**TO DO:** Across the records below, how many lines include the string "note"? State the number and nothing more.

**TASK INPUTS:**
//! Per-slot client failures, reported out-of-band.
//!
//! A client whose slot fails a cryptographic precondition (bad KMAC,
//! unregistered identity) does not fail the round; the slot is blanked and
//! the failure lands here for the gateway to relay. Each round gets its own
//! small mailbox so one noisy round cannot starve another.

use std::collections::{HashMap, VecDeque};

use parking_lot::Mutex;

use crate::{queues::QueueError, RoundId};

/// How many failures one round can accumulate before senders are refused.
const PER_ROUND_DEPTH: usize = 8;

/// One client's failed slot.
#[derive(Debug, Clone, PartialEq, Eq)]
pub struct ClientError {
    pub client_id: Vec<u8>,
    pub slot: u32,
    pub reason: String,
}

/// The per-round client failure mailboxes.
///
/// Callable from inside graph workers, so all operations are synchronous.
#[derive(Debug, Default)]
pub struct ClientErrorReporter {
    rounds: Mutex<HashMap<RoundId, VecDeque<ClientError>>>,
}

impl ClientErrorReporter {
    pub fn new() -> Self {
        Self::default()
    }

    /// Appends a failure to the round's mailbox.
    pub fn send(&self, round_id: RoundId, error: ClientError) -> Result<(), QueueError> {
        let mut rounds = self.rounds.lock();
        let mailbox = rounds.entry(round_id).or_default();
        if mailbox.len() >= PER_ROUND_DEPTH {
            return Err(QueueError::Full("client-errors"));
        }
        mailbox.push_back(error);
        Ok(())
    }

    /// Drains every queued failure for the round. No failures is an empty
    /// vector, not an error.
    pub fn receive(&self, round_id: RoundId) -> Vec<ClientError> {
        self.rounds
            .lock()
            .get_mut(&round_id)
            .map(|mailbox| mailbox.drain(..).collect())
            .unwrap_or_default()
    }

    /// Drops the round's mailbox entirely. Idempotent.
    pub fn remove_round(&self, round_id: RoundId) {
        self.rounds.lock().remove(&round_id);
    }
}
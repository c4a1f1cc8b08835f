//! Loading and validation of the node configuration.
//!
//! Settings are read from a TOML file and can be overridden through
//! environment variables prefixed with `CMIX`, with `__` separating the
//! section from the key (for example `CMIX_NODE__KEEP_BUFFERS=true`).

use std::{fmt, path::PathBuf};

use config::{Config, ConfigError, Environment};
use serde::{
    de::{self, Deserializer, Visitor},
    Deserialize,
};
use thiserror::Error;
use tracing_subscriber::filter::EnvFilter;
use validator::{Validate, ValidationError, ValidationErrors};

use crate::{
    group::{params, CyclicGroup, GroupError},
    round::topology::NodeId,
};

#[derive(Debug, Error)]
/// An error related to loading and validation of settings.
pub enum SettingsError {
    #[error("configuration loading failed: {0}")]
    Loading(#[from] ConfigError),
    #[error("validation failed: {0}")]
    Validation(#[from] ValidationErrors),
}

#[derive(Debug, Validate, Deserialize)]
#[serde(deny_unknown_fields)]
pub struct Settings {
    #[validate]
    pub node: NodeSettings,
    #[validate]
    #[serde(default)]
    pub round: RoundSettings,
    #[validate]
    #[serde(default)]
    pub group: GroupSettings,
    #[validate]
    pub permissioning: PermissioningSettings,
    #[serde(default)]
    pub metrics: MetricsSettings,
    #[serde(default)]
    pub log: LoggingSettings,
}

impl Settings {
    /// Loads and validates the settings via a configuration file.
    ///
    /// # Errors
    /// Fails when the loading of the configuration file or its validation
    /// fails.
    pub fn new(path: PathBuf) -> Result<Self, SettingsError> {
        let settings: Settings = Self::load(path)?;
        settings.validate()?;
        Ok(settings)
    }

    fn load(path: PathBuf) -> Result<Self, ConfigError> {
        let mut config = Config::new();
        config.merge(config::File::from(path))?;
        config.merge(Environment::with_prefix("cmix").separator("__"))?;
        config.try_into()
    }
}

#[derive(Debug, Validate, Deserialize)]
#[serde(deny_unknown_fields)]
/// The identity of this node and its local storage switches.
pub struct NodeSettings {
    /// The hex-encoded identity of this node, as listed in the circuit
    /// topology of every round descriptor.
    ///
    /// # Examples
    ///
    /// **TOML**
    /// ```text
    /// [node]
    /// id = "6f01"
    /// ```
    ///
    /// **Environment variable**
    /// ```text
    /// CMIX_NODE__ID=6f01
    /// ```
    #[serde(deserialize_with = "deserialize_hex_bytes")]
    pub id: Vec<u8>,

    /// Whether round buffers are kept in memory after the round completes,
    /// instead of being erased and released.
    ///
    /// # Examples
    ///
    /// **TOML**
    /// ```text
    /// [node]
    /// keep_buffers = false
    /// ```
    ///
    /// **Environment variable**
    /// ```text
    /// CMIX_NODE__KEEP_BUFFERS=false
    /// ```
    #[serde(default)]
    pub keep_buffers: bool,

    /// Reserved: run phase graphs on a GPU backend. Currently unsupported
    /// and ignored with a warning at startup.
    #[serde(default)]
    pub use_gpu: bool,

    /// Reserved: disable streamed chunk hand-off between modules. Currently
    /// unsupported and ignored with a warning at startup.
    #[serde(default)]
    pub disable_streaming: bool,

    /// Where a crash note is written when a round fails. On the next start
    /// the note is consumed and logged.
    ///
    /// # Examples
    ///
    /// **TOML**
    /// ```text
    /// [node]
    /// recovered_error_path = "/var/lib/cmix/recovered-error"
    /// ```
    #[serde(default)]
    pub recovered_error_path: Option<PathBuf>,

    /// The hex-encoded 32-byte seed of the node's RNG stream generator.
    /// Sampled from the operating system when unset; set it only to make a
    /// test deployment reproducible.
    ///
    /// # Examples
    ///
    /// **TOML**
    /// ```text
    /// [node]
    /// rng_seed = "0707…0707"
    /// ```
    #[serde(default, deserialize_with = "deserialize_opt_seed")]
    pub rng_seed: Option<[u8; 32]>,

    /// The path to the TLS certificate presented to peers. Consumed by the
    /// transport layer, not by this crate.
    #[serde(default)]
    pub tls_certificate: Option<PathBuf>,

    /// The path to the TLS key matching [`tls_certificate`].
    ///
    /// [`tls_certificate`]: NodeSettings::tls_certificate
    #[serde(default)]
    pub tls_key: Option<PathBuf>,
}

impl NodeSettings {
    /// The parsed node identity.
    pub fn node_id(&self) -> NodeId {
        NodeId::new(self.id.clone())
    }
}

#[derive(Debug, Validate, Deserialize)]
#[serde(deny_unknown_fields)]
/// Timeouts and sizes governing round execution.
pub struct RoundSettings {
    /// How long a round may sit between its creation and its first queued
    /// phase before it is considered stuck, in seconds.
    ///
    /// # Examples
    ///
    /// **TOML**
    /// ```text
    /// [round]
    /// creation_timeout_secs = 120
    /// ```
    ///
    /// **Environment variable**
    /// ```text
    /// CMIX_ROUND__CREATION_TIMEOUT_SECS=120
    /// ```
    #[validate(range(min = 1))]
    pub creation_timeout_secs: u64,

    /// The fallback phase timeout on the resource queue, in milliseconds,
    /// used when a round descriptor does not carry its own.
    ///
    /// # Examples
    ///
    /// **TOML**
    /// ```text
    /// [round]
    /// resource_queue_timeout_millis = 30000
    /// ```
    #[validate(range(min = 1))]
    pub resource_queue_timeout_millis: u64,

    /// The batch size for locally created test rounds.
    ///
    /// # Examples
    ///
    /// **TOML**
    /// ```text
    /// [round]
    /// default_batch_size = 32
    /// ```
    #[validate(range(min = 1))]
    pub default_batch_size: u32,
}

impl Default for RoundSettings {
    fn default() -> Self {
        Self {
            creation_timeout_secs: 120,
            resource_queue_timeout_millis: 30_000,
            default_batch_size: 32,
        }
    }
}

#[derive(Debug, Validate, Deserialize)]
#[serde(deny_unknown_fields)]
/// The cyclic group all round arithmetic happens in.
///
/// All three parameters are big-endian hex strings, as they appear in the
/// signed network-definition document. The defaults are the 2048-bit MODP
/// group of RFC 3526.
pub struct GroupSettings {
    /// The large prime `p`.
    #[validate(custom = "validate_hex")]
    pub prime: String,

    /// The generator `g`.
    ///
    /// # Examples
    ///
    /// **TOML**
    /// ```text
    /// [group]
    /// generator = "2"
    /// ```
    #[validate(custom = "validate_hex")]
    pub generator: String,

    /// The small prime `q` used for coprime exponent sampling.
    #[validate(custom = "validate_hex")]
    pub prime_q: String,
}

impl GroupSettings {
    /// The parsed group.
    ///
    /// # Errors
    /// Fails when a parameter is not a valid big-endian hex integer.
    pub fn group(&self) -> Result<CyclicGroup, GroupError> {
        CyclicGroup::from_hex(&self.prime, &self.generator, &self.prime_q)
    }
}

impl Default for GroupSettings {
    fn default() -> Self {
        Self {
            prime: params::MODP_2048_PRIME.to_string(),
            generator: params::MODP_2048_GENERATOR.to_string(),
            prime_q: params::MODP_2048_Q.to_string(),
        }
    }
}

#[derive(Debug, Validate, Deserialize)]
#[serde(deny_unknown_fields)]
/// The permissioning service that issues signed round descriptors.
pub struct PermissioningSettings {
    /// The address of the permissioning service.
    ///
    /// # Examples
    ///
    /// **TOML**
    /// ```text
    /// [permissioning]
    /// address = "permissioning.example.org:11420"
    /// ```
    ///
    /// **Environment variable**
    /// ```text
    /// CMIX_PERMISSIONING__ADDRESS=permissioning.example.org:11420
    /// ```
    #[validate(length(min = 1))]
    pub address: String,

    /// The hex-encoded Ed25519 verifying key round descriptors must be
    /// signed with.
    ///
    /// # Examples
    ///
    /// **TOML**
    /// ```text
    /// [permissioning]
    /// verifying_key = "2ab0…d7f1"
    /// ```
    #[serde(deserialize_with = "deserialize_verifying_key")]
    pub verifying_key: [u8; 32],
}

**ANSWER TO THIS TASK:** 2